**WHAT TO WORK ON:** Tally every line of the records below that includes "slot", and reply with the total alone.

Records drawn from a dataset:
★ ★ ★

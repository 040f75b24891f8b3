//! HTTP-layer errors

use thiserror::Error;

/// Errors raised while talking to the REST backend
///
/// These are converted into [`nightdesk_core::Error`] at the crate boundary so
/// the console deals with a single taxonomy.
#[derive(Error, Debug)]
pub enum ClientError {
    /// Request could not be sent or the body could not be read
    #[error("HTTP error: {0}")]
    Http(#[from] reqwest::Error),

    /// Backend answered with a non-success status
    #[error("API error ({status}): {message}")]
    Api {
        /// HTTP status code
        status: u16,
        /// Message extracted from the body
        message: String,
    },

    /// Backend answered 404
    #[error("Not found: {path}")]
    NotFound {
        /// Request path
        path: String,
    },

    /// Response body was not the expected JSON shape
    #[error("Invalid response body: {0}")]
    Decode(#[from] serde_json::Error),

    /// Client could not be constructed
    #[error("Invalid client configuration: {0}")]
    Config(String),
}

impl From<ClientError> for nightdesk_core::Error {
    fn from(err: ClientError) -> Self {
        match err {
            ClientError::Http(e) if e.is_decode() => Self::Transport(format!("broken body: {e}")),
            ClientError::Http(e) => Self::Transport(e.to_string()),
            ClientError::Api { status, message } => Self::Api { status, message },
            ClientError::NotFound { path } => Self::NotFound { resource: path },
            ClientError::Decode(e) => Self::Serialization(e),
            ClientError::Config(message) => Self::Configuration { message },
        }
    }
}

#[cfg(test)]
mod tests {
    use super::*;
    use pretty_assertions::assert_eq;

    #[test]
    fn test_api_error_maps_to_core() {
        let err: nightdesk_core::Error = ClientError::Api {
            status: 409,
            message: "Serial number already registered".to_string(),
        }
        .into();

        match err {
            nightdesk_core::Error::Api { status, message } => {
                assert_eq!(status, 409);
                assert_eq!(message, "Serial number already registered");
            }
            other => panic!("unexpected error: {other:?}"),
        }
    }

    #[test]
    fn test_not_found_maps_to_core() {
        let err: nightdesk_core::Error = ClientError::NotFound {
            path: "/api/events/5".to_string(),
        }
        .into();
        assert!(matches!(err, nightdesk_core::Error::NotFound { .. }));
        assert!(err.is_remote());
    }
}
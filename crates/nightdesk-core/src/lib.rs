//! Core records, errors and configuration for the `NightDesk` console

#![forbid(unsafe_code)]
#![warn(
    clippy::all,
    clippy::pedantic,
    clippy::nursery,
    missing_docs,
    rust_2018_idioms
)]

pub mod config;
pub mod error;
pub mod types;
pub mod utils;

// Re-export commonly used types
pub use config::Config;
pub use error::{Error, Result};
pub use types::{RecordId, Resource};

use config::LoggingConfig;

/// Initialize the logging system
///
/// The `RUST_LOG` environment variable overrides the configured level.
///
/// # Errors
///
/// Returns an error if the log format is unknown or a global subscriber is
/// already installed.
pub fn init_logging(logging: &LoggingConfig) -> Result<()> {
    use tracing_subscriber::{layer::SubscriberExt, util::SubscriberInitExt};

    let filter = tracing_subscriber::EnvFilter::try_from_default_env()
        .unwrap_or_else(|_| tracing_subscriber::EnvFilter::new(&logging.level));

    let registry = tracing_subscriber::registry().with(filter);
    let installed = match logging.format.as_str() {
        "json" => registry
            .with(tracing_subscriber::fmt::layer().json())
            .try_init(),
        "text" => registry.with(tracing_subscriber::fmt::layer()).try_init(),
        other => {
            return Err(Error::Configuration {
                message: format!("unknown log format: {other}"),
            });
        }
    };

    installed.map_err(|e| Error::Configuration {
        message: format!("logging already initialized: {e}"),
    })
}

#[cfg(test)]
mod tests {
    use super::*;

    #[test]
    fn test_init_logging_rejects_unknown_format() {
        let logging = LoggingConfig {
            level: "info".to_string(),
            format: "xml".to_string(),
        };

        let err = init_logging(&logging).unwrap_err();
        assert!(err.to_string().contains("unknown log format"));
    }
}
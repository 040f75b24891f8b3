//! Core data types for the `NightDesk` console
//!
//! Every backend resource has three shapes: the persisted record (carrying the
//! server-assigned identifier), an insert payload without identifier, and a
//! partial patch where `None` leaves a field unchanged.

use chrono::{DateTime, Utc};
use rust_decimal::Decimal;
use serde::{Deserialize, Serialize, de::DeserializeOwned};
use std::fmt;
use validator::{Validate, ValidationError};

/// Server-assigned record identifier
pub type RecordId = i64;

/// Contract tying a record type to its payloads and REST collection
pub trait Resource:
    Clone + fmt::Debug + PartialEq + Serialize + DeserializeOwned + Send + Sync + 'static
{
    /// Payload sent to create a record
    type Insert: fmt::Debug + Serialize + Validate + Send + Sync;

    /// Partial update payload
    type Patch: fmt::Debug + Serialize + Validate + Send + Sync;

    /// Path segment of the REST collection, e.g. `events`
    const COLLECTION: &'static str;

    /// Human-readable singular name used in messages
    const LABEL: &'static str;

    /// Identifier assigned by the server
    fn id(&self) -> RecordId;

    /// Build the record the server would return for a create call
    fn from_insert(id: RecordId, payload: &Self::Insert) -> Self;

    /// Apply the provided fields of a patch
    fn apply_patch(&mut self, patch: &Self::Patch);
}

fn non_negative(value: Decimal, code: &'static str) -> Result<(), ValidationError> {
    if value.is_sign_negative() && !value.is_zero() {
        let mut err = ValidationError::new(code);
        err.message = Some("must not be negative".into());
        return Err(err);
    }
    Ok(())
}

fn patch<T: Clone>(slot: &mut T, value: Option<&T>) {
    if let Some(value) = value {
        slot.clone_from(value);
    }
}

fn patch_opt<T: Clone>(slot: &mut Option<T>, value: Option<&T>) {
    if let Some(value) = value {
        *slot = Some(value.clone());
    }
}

★ ★ ★

**YOUR RESPONSE:** 4